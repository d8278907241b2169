use crate::clock::Millis;

/// The two notification channels a clock engine dispatches on.
#[derive(Debug, Clone, Copy, PartialEq, Eq)]
pub enum EventKind {
    /// Fired once per frame with the current elapsed time.
    Update,
    /// Fired once per due alarm deadline with the elapsed time at firing.
    Alarm,
}

/// Handle returned by [`EventBus::on`], used to remove a single listener.
#[derive(Debug, Clone, Copy, PartialEq, Eq)]
pub struct ListenerId(u64);

pub(crate) type Callback = Box<dyn FnMut(Millis) + Send + 'static>;

/// Ordered callback registries for the `update` and `alarm` channels.
///
/// Insertion order is dispatch order, and the same closure may be registered
/// more than once. Panics raised by a callback are not caught here; a
/// panicking listener aborts the rest of that dispatch pass.
#[derive(Default)]
pub struct EventBus {
    update: Vec<(ListenerId, Callback)>,
    alarm: Vec<(ListenerId, Callback)>,
    next_id: u64,
}

impl EventBus {
    pub fn new() -> Self {
        Self::default()
    }

    /// Appends `callback` to the channel and returns its removal handle.
    pub fn on<F>(&mut self, kind: EventKind, callback: F) -> ListenerId
    where
        F: FnMut(Millis) + Send + 'static,
    {
        let id = ListenerId(self.next_id);
        self.next_id += 1;
        self.channel_mut(kind).push((id, Box::new(callback)));
        id
    }

    /// Removes the listener registered under `id`. Returns false if it was
    /// already removed or never belonged to this channel.
    pub fn off(&mut self, kind: EventKind, id: ListenerId) -> bool {
        let channel = self.channel_mut(kind);
        match channel.iter().position(|(lid, _)| *lid == id) {
            Some(pos) => {
                channel.remove(pos);
                true
            }
            None => false,
        }
    }

    /// Clears one channel. Returns false if it had no listeners.
    pub fn off_event(&mut self, kind: EventKind) -> bool {
        let channel = self.channel_mut(kind);
        let had_listeners = !channel.is_empty();
        channel.clear();
        had_listeners
    }

    /// Clears every channel.
    pub fn off_all(&mut self) {
        self.update.clear();
        self.alarm.clear();
    }

    /// Invokes every listener on `kind` in registration order, synchronously.
    pub fn dispatch(&mut self, kind: EventKind, elapsed: Millis) {
        for (_, callback) in self.channel_mut(kind).iter_mut() {
            callback(elapsed);
        }
    }

    fn channel_mut(&mut self, kind: EventKind) -> &mut Vec<(ListenerId, Callback)> {
        match kind {
            EventKind::Update => &mut self.update,
            EventKind::Alarm => &mut self.alarm,
        }
    }
}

* _What you are asked to do_
Beginning at the line that holds "fn channel_mut(&mut self, kind: EventKind)", reproduce the lines exactly up to and including the final line of the entries.

* _Result of the task_
    fn channel_mut(&mut self, kind: EventKind) -> &mut Vec<(ListenerId, Callback)> {
        match kind {
            EventKind::Update => &mut self.update,
            EventKind::Alarm => &mut self.alarm,
        }
    }
}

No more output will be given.